The directory contains source code of the article:
Zhong et al's Root-aligned SMILES: A Tight Representation for Chemical Reaction Prediction.

In this work, we propose root-aligned SMILES (R-SMILES), which specifies a tightly aligned one-to-one mapping between the product and the reactant SMILES, to narrow the string representation discrepancy for more efficient retrosynthesis.
Here we provide the source code of our method.

## Data and Model

USPTO-50K: https://github.com/Hanjun-Dai/GLN

USPTO-MIT: https://github.com/wengong-jin/nips17-rexgen/blob/master/USPTO/data.zip

USPTO-FULL: https://github.com/Hanjun-Dai/GLN

Our augmented datasets, checkpoints and 200 examples of attention maps: https://drive.google.com/drive/folders/1c15h6TNU6MSNXzqB6dQVMWOs2Aae8hs6?usp=sharing

## Environment Preparation

Please make sure you have installed anaconda. The version about `pytorch` and `cudatoolkit` should be depended on your machine. The version of `pytorch` should not be smaller than 1.6 according to the OpenNMT-py.

```shell
conda create -n r-smiles python=3.7 \
conda activate r-smiles \
pip3 install torch torchvision torchaudio --extra-index-url https://download.pytorch.org/whl/cu113 \
pip install pandas==1.3.4 \
pip install textdistance==4.2.2 \
conda install rdkit=2020.09.1.0 -c rdkit \
pip install OpenNMT-py==2.2.0
```

## Overview of the workflow

We follow the OpenNMT architecture to train the Transformer. The workflow is

* generate the dataset with root alignment and data augmentation;
* build the vocab based on the dataset;
* start training;
* averaging the checkpoints to get the final checkpoint.
* choose a checkpoint to make model predictions.
* score the prediction to get the accuracy.
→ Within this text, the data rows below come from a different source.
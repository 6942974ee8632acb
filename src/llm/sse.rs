//! Server-sent-events decoding for streaming model responses.
//!
//! Chat-completion backends stream generations as SSE: events separated by a
//! blank line, payloads on `data:` lines, and a `[DONE]` sentinel at the end.
//! This module turns a `reqwest::Response` body into an [`EventStream`],
//! delegating per-payload interpretation to a backend-specific parser.

use super::{EventStream, LlmError, StreamEvent};

/// Pull every complete `data:` payload out of the buffer, leaving any
/// trailing partial event in place for the next network chunk.
pub(crate) fn take_data_payloads(buffer: &mut String) -> Vec<String> {
    let mut payloads = Vec::new();

    while let Some(boundary) = buffer.find("\n\n") {
        let event: String = buffer.drain(..boundary + 2).collect();
        for line in event.lines() {
            // Only `data:` lines matter; `event:`/`id:`/`retry:` are skipped.
            if let Some(payload) = line.trim_start().strip_prefix("data:") {
                let payload = payload.trim();
                if !payload.is_empty() {
                    payloads.push(payload.to_owned());
                }
            }
        }
    }

    payloads
}

/// Adapt a streaming HTTP response into an [`EventStream`].
///
/// `parse` maps one `data:` payload to zero or more events; it is `FnMut` so
/// parsers may keep state across payloads. The adapter guarantees a trailing
/// `Done` event even when the backend closes the body without a sentinel.
pub(crate) fn decode_sse<F>(response: reqwest::Response, mut parse: F) -> EventStream
where
    F: FnMut(&str) -> Vec<Result<StreamEvent, LlmError>> + Send + 'static,
{
    let stream = async_stream::stream! {
        let mut response = response;
        let mut buffer = String::new();
        let mut finished = false;

        loop {
            match response.chunk().await {
                Ok(Some(bytes)) => {
                    buffer.push_str(&String::from_utf8_lossy(&bytes));
                    for payload in take_data_payloads(&mut buffer) {
                        for event in parse(&payload) {
                            finished |= matches!(event, Ok(StreamEvent::Done { .. }));
                            yield event;
                        }
                    }
                }
                Ok(None) => {
                    // Body closed; flush a possible final event missing the
                    // trailing blank line.
                    if !buffer.trim().is_empty() {
                        buffer.push_str("\n\n");
                        for payload in take_data_payloads(&mut buffer) {
                            for event in parse(&payload) {
                                finished |= matches!(event, Ok(StreamEvent::Done { .. }));
                                yield event;
                            }
                        }
                    }
                    break;
                }
                Err(e) => {
                    yield Err(LlmError::Stream(e.to_string()));
                    break;
                }
            }
        }

        if !finished {
            yield Ok(StreamEvent::Done { finish_reason: None });
        }
    };

    Box::pin(stream)
}

#[cfg(test)]
mod tests {
    use super::*;

    #[test]
    fn single_event_is_extracted() {
        let mut buffer = String::from("data: {\"a\":1}\n\n");
        assert_eq!(take_data_payloads(&mut buffer), vec!["{\"a\":1}"]);
        assert!(buffer.is_empty());
    }

    #[test]
    fn multiple_events_in_one_chunk() {
        let mut buffer = String::from("data: one\n\ndata: two\n\n");
        assert_eq!(take_data_payloads(&mut buffer), vec!["one", "two"]);
    }

    #[test]
    fn partial_event_waits_for_more_data() {
        let mut buffer = String::from("data: whole\n\ndata: par");
        assert_eq!(take_data_payloads(&mut buffer), vec!["whole"]);
        assert_eq!(buffer, "data: par");

        buffer.push_str("tial\n\n");
        assert_eq!(take_data_payloads(&mut buffer), vec!["partial"]);
        assert!(buffer.is_empty());
    }

    #[test]
    fn non_data_lines_are_skipped() {
        let mut buffer = String::from("event: delta\nid: 3\ndata: payload\n\n");
        assert_eq!(take_data_payloads(&mut buffer), vec!["payload"]);
    }

    #[test]
    fn empty_data_lines_are_dropped() {
        let mut buffer = String::from("data:\n\ndata:   \n\n");
        assert!(take_data_payloads(&mut buffer).is_empty());
    }

    #[test]
    fn done_sentinel_passes_through_verbatim() {
        let mut buffer = String::from("data: [DONE]\n\n");
        assert_eq!(take_data_payloads(&mut buffer), vec!["[DONE]"]);
    }
}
We have placed all the config files in the `pretrain_finetune` and `train-from-scratch` folders and categorized by task. You can use config files directly with OpenNMT commands or modify them according to your needs (such as different datasets or using our prepared checkpoints).

## Data preprocessing

* Step 1: You should download the dataset and put them like this:

```shell
USPTO-50K: dataset/USPTO_50K/raw_train.csv
USPTO-MIT: dataset/USPTO-MIT/train.txt
USPTO_full: dataset/USPTO_full/raw_train.csv
```

* Step 2: Generate the pretrain data with data augmentation (you can skip this step if you want to train from scratch)

```shell
python preprocessing/generate_pretrain_data.py.py \
-mode \
-augmentation
python preprocessing/generate_masked_pretrain_data.py \
-dataset
```

Here is the example for using the product molecules in USPTO_full:

```shell
python preprocessing/generate_pretrain_data.py -mode product -augmentation 5
python preprocessing/generate_masked_pretrain_data.py -dataset USPTO_full_pretrain_aug5_product
```

* Step 3: Generate the dataset with root alignment and data augmentation

```shell
python preprocessing/generate_PtoR_data.py \
-dataset \
-augmentation \
-processes
```

Here is the example for different datasets:

```shell
python preprocessing/generate_PtoR_data.py -dataset USPTO_50K -augmentation 20 -processes 8
python preprocessing/generate_PtoR_data.py -dataset USPTO-MIT -augmentation 5 -processes 8
python preprocessing/generate_PtoR_data.py -dataset USPTO_full -augmentation 5 -processes 8
```

It is the same procedure for `generate_RtoP_data` and `generate_PtoStoR_data`.

```shell
python preprocessing/generate_RtoP_data.py -dataset USPTO-MIT -augmentation 5 -processes 8 -separated
python preprocessing/generate_RtoP_data.py -dataset USPTO-MIT -augmentation 5 -processes 8 -postfix _mixed
python preprocessing/generate_PtoStoR_data.py -dataset USPTO_50K -augmentation 20 -processes 8
```

## Pretrain and Finetune

​ (**If you want to pretrain the model, you should also generate all the finetune datasets in advance to build a full vocab.**)

* Step 1 (Pretrain): Just run the prepared shell command to start pretraining according to your pretrain dataset.

```shell
bash shell_cmds/product_pretrain.sh
bash shell_cmds/reactant_pretrain.sh
bash shell_cmds/both_pretrain.sh
```

For example, if you want to pretrain the datasets that contains product molecules only, you should run the first command.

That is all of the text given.